EXERCISE GOAL
Look through the data below and extract, unchanged, the lines from the one that contains "pub fn encode(&self)" to the one that contains "buf.extend_from_slice(&sub.flags.to_le_bytes());", both included.

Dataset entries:
===============
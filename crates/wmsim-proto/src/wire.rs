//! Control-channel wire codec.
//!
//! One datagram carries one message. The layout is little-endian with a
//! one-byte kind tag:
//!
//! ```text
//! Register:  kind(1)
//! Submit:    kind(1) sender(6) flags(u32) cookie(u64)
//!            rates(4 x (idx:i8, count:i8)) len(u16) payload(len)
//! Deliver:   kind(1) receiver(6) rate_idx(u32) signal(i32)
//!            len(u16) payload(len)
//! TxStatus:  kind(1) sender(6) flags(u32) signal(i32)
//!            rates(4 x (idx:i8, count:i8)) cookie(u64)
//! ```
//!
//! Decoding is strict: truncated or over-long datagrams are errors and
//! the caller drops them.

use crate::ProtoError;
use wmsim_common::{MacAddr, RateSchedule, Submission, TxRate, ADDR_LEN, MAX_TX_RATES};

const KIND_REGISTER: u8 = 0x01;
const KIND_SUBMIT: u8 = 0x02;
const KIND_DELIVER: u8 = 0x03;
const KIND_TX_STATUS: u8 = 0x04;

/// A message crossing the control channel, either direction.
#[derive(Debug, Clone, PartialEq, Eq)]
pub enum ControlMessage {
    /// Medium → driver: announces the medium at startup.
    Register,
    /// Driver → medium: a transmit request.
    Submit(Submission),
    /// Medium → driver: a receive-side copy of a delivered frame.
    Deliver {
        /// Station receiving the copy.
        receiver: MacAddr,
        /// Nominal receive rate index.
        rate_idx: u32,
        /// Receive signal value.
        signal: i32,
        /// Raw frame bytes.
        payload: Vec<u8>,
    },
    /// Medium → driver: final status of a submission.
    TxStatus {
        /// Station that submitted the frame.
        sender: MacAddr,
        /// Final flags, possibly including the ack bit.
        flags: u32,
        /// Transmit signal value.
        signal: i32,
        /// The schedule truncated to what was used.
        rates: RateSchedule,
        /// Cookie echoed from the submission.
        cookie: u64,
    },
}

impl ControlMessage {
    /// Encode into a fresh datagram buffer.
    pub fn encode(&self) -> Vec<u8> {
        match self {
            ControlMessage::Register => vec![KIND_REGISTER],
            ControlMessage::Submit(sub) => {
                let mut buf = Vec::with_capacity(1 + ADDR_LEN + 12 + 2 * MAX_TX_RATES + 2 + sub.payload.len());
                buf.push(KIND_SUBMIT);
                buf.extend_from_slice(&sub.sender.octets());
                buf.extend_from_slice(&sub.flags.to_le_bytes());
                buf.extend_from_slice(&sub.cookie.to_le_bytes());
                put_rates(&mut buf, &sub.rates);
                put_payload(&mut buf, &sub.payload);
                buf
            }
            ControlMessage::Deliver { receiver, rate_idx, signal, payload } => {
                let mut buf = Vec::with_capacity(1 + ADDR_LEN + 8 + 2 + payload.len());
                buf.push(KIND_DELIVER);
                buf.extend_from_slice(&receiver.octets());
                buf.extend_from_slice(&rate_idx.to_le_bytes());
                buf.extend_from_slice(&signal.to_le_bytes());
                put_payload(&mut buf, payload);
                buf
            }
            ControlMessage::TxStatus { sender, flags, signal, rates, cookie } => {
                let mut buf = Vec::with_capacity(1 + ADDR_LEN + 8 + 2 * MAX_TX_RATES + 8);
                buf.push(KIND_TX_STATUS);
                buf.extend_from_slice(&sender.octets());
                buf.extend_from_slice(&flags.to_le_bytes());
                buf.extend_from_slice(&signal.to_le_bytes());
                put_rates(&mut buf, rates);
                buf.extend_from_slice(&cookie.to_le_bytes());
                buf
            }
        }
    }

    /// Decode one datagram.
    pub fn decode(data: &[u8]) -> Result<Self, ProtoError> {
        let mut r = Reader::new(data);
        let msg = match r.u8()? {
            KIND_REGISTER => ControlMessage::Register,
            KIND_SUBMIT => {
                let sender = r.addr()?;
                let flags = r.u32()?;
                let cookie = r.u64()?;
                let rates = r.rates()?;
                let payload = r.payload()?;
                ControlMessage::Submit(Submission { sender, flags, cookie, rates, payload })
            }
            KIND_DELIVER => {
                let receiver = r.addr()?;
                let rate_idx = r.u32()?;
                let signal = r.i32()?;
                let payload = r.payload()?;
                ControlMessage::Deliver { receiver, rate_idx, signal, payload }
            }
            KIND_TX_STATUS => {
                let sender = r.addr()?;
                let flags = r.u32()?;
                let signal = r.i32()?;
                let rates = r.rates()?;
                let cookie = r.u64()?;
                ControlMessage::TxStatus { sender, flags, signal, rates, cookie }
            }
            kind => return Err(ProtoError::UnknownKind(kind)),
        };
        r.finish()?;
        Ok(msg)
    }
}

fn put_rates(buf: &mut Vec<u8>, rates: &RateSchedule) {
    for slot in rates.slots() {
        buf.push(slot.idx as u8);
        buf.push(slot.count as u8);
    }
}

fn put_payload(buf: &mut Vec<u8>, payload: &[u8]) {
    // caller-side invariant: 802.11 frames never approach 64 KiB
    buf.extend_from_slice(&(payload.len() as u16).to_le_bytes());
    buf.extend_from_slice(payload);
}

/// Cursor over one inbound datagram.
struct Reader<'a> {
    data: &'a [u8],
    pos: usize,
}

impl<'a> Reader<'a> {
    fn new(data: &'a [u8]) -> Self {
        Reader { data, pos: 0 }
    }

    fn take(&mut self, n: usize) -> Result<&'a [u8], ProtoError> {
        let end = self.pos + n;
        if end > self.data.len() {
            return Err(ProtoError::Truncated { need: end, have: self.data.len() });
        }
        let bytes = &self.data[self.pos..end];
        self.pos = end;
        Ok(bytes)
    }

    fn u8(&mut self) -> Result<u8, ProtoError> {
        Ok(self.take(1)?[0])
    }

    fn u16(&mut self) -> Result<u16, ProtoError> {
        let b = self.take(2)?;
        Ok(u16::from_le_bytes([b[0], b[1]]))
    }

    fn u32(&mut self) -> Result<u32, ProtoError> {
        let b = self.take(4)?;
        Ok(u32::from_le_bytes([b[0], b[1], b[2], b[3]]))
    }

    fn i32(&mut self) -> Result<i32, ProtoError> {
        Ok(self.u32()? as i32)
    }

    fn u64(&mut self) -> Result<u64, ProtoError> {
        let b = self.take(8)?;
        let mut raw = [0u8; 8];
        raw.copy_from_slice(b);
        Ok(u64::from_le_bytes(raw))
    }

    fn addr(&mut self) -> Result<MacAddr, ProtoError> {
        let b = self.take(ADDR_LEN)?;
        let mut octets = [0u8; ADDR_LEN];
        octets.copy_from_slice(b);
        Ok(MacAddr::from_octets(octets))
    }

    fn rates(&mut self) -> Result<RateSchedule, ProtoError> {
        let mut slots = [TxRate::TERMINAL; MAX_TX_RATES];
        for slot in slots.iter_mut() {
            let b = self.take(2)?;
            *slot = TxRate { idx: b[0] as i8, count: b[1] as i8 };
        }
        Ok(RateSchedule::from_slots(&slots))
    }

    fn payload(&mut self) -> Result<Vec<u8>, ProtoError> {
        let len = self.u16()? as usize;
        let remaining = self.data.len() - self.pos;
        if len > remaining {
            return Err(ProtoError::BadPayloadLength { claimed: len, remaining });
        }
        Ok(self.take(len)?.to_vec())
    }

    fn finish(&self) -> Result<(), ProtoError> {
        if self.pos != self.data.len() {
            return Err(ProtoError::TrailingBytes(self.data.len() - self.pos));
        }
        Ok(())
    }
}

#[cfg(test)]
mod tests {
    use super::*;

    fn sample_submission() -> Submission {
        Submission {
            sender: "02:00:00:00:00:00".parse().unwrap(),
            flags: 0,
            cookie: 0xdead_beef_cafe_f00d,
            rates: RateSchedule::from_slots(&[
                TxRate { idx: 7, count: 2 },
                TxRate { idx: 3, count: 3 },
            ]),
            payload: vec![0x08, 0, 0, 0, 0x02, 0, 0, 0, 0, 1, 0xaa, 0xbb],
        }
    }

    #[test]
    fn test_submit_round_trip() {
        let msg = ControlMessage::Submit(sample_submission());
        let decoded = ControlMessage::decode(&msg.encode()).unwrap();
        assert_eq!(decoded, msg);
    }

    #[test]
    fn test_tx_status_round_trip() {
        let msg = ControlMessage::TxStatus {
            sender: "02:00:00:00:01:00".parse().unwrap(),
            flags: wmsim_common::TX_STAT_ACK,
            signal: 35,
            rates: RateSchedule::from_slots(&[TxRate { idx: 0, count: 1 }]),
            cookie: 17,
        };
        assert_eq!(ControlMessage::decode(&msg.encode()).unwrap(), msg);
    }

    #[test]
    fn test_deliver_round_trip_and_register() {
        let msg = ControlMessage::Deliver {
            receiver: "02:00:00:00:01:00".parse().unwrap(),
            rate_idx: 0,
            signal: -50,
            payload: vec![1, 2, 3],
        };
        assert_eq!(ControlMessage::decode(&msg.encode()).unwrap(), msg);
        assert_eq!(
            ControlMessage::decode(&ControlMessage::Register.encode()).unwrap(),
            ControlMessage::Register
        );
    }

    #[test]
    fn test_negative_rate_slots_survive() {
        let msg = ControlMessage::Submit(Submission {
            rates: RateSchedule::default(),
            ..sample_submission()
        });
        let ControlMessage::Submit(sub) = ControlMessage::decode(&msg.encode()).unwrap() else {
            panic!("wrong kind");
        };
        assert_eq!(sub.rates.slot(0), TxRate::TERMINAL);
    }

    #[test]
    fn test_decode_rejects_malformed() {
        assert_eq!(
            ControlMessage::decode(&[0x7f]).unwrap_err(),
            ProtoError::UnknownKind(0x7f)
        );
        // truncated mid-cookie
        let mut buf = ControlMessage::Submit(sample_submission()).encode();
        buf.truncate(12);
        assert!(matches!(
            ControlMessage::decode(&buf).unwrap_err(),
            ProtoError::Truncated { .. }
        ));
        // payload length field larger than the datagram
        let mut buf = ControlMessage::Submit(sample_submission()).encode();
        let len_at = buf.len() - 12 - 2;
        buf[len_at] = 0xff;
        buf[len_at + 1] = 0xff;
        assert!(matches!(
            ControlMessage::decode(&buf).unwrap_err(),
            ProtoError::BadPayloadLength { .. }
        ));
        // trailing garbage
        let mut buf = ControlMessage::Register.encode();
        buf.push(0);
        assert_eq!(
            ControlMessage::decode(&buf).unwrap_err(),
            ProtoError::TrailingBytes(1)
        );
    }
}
===============
ANSWER AREA
    pub fn encode(&self) -> Vec<u8> {
        match self {
            ControlMessage::Register => vec![KIND_REGISTER],
            ControlMessage::Submit(sub) => {
                let mut buf = Vec::with_capacity(1 + ADDR_LEN + 12 + 2 * MAX_TX_RATES + 2 + sub.payload.len());
                buf.push(KIND_SUBMIT);
                buf.extend_from_slice(&sub.sender.octets());
                buf.extend_from_slice(&sub.flags.to_le_bytes());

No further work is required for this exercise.